What Congress can do
- Continue to increase support for the remaining public housing stock
Congress must continue and upgrade its financial support for the remaining public housing stock, to the maximum extent possible within the context of the budget caps. This should be done in recognition that repositioning is not going to be as helpful financially for public housing in low market-rent areas and that in any event, most of the original public housing stock today remains public housing, basic resident conditions issues must be addressed and the units must be made more resilient and energy-efficient.
- Support the continuation and full availability of RAD
The RAD program has demonstrated its value, both used alone and as part of RAD Construction Blends. Congress should eliminate its 2024 application sunset date. To provide PHAs additional flexibility and planning certainty, Congress also should eliminate the ceiling on the number of public housing units that can be converted to RAD.
- Support the necessary level of TPVs, with added flexibility to facilitate tenant protections
Congress must continue to appropriate the necessary level of TPVs to support their increased use for public housing redevelopment. In that regard, Congress should consider that a substantial fraction of the TPV funding is offset by reductions in public housing funding as units are converted to Section 8, and could explore authorizing the transfer of public housing funds saved to augment otherwise-available TPV funding. Congress also should authorize PHAs to provide full tenant protections to residents who in a few circumstances could be disadvantaged by the substitution of Section 8 for public housing (for example, public housing residents paying flat rents whose rents would increase under Section 8).
- Increase or eliminate tax-exempt bond cap to facilitate availability of 4% Tax Credits
Large-scale public housing rehabilitation or replacement efforts virtually always depend on Tax Credit equity in addition to annual subsidies, in particular 4% Tax Credits that are more readily available to PHAs than 9% Tax Credits. The cap on tax-exempt bonds that the law requires as a precondition for the award of these Tax Credits has tightened in some states to the point that public housing preservation or redevelopment efforts may be delayed for years or prevented because bond cap is not available to allow the required bonds to be issued.

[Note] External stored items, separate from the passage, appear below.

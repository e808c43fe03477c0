//! Workflows that span the record store and the image store.

mod products;

pub use products::{ProductService, ProductServiceError};
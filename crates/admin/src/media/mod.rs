//! Image store implementations.

mod local;

pub use local::LocalImageStore;
//! SQLite schema definitions and SQL query constants.
//!
//! Pure data, no I/O. Name ordering uses `COLLATE NOCASE` so it matches the
//! case-insensitive ordering of the in-memory backend.

/// SQL statement to create all tables.
pub const CREATE_TABLES: &str = r#"
PRAGMA foreign_keys = ON;

-- Brands table
CREATE TABLE IF NOT EXISTS brands (
    id INTEGER PRIMARY KEY AUTOINCREMENT,
    name TEXT NOT NULL UNIQUE
);

-- Categories table (self-referencing hierarchy)
CREATE TABLE IF NOT EXISTS categories (
    id INTEGER PRIMARY KEY AUTOINCREMENT,
    name TEXT NOT NULL UNIQUE,
    alias TEXT NOT NULL UNIQUE,
    image TEXT NOT NULL,
    enabled INTEGER NOT NULL,
    parent_id INTEGER,
    FOREIGN KEY (parent_id) REFERENCES categories(id)
);

-- Products table
CREATE TABLE IF NOT EXISTS products (
    id INTEGER PRIMARY KEY AUTOINCREMENT,
    name TEXT NOT NULL,
    alias TEXT NOT NULL,
    short_description TEXT NOT NULL,
    full_description TEXT NOT NULL,
    price REAL NOT NULL,
    enabled INTEGER NOT NULL,
    in_stock INTEGER NOT NULL,
    brand_id INTEGER,
    main_image TEXT,
    created_at TEXT NOT NULL,
    updated_at TEXT NOT NULL,
    FOREIGN KEY (brand_id) REFERENCES brands(id)
);

-- Secondary product images, ordered by position
CREATE TABLE IF NOT EXISTS product_images (
    product_id INTEGER NOT NULL,
    position INTEGER NOT NULL,
    name TEXT NOT NULL,
    PRIMARY KEY (product_id, position),
    FOREIGN KEY (product_id) REFERENCES products(id) ON DELETE CASCADE
);

-- Product details, ordered by position
CREATE TABLE IF NOT EXISTS product_details (
    product_id INTEGER NOT NULL,
    position INTEGER NOT NULL,
    name TEXT NOT NULL,
    value TEXT NOT NULL,
    PRIMARY KEY (product_id, position),
    FOREIGN KEY (product_id) REFERENCES products(id) ON DELETE CASCADE
);

CREATE INDEX IF NOT EXISTS idx_categories_parent_id ON categories(parent_id);
CREATE INDEX IF NOT EXISTS idx_products_brand_id ON products(brand_id);
"#;

/// Demo brands, inserted once.
pub const SEED_BRANDS: &str = r#"
INSERT OR IGNORE INTO brands (name) VALUES
    ('Acer'), ('Apple'), ('Canon'), ('Samsung'), ('Sony');
"#;

// Product queries
pub const INSERT_PRODUCT: &str = r#"
INSERT INTO products (name, alias, short_description, full_description, price, enabled, in_stock, brand_id, main_image, created_at, updated_at)
VALUES (?1, ?2, ?3, ?4, ?5, ?6, ?7, ?8, ?9, ?10, ?11)
"#;

pub const SELECT_PRODUCT_BY_ID: &str = r#"
SELECT id, name, alias, short_description, full_description, price, enabled, in_stock, brand_id, main_image, created_at, updated_at
FROM products
WHERE id = ?1
"#;

pub const SELECT_ALL_PRODUCTS: &str = r#"
SELECT id, name, alias, short_description, full_description, price, enabled, in_stock, brand_id, main_image, created_at, updated_at
FROM products
ORDER BY id ASC
"#;

pub const UPDATE_PRODUCT: &str = r#"
UPDATE products
SET name = ?2, alias = ?3, short_description = ?4, full_description = ?5, price = ?6,
    enabled = ?7, in_stock = ?8, brand_id = ?9, main_image = ?10, updated_at = ?11
WHERE id = ?1
"#;

pub const UPDATE_PRODUCT_ENABLED: &str = r#"
UPDATE products
SET enabled = ?2
WHERE id = ?1
"#;

pub const DELETE_PRODUCT: &str = r#"
DELETE FROM products
WHERE id = ?1
"#;

pub const SELECT_PRODUCT_IMAGES: &str = r#"
SELECT name
FROM product_images
WHERE product_id = ?1
ORDER BY position ASC
"#;

pub const INSERT_PRODUCT_IMAGE: &str = r#"
INSERT INTO product_images (product_id, position, name)
VALUES (?1, ?2, ?3)
"#;

pub const DELETE_PRODUCT_IMAGES: &str = r#"
DELETE FROM product_images
WHERE product_id = ?1
"#;

pub const SELECT_PRODUCT_DETAILS: &str = r#"
SELECT name, value
FROM product_details
WHERE product_id = ?1
ORDER BY position ASC
"#;

pub const INSERT_PRODUCT_DETAIL: &str = r#"
INSERT INTO product_details (product_id, position, name, value)
VALUES (?1, ?2, ?3, ?4)
"#;

pub const DELETE_PRODUCT_DETAILS: &str = r#"
DELETE FROM product_details
WHERE product_id = ?1
"#;

// Brand queries
pub const SELECT_BRANDS: &str = r#"
SELECT id, name
FROM brands
ORDER BY name ASC
"#;

// Category queries
pub const SELECT_ALL_CATEGORIES: &str = r#"
SELECT id, name, alias, image, enabled, parent_id
FROM categories
ORDER BY id ASC
"#;

pub const SELECT_ROOT_CATEGORIES_ASC: &str = r#"
SELECT id, name, alias, image, enabled, parent_id
FROM categories
WHERE parent_id IS NULL
ORDER BY name COLLATE NOCASE ASC
LIMIT ?1 OFFSET ?2
"#;

pub const SELECT_ROOT_CATEGORIES_DESC: &str = r#"
SELECT id, name, alias, image, enabled, parent_id
FROM categories
WHERE parent_id IS NULL
ORDER BY name COLLATE NOCASE DESC
LIMIT ?1 OFFSET ?2
"#;

pub const COUNT_ROOT_CATEGORIES: &str = r#"
SELECT COUNT(*)
FROM categories
WHERE parent_id IS NULL
"#;

pub const SEARCH_CATEGORIES_ASC: &str = r#"
SELECT id, name, alias, image, enabled, parent_id
FROM categories
WHERE name LIKE '%' || ?1 || '%'
ORDER BY name COLLATE NOCASE ASC
LIMIT ?2 OFFSET ?3
"#;

pub const SEARCH_CATEGORIES_DESC: &str = r#"
SELECT id, name, alias, image, enabled, parent_id
FROM categories
WHERE name LIKE '%' || ?1 || '%'
ORDER BY name COLLATE NOCASE DESC
LIMIT ?2 OFFSET ?3
"#;

pub const COUNT_SEARCH_CATEGORIES: &str = r#"
SELECT COUNT(*)
FROM categories
WHERE name LIKE '%' || ?1 || '%'
"#;

pub const COUNT_CATEGORY_BY_ID: &str = r#"
SELECT COUNT(*)
FROM categories
WHERE id = ?1
"#;

pub const SELECT_CATEGORY_BY_NAME: &str = r#"
SELECT id, name, alias, image, enabled, parent_id
FROM categories
WHERE name = ?1
"#;

pub const SELECT_CATEGORY_BY_ALIAS: &str = r#"
SELECT id, name, alias, image, enabled, parent_id
FROM categories
WHERE alias = ?1
"#;

pub const INSERT_CATEGORY: &str = r#"
INSERT INTO categories (name, alias, image, enabled, parent_id)
VALUES (?1, ?2, ?3, ?4, ?5)
"#;

pub const UPDATE_CATEGORY_ENABLED: &str = r#"
UPDATE categories
SET enabled = ?2
WHERE id = ?1
"#;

Congress must enact legislation to expand availability of bond cap, hopefully along with broader Tax Credit improvement legislation.
While these recommendations are not a full substitute for the large-scale capital infusion of the type sought by Build Back Better, they will bolster considerably the preservation, rehabilitation and replacement of the public housing stock. They are achievable promptly and would give many additional families acceptable living conditions and a critical housing lifeline.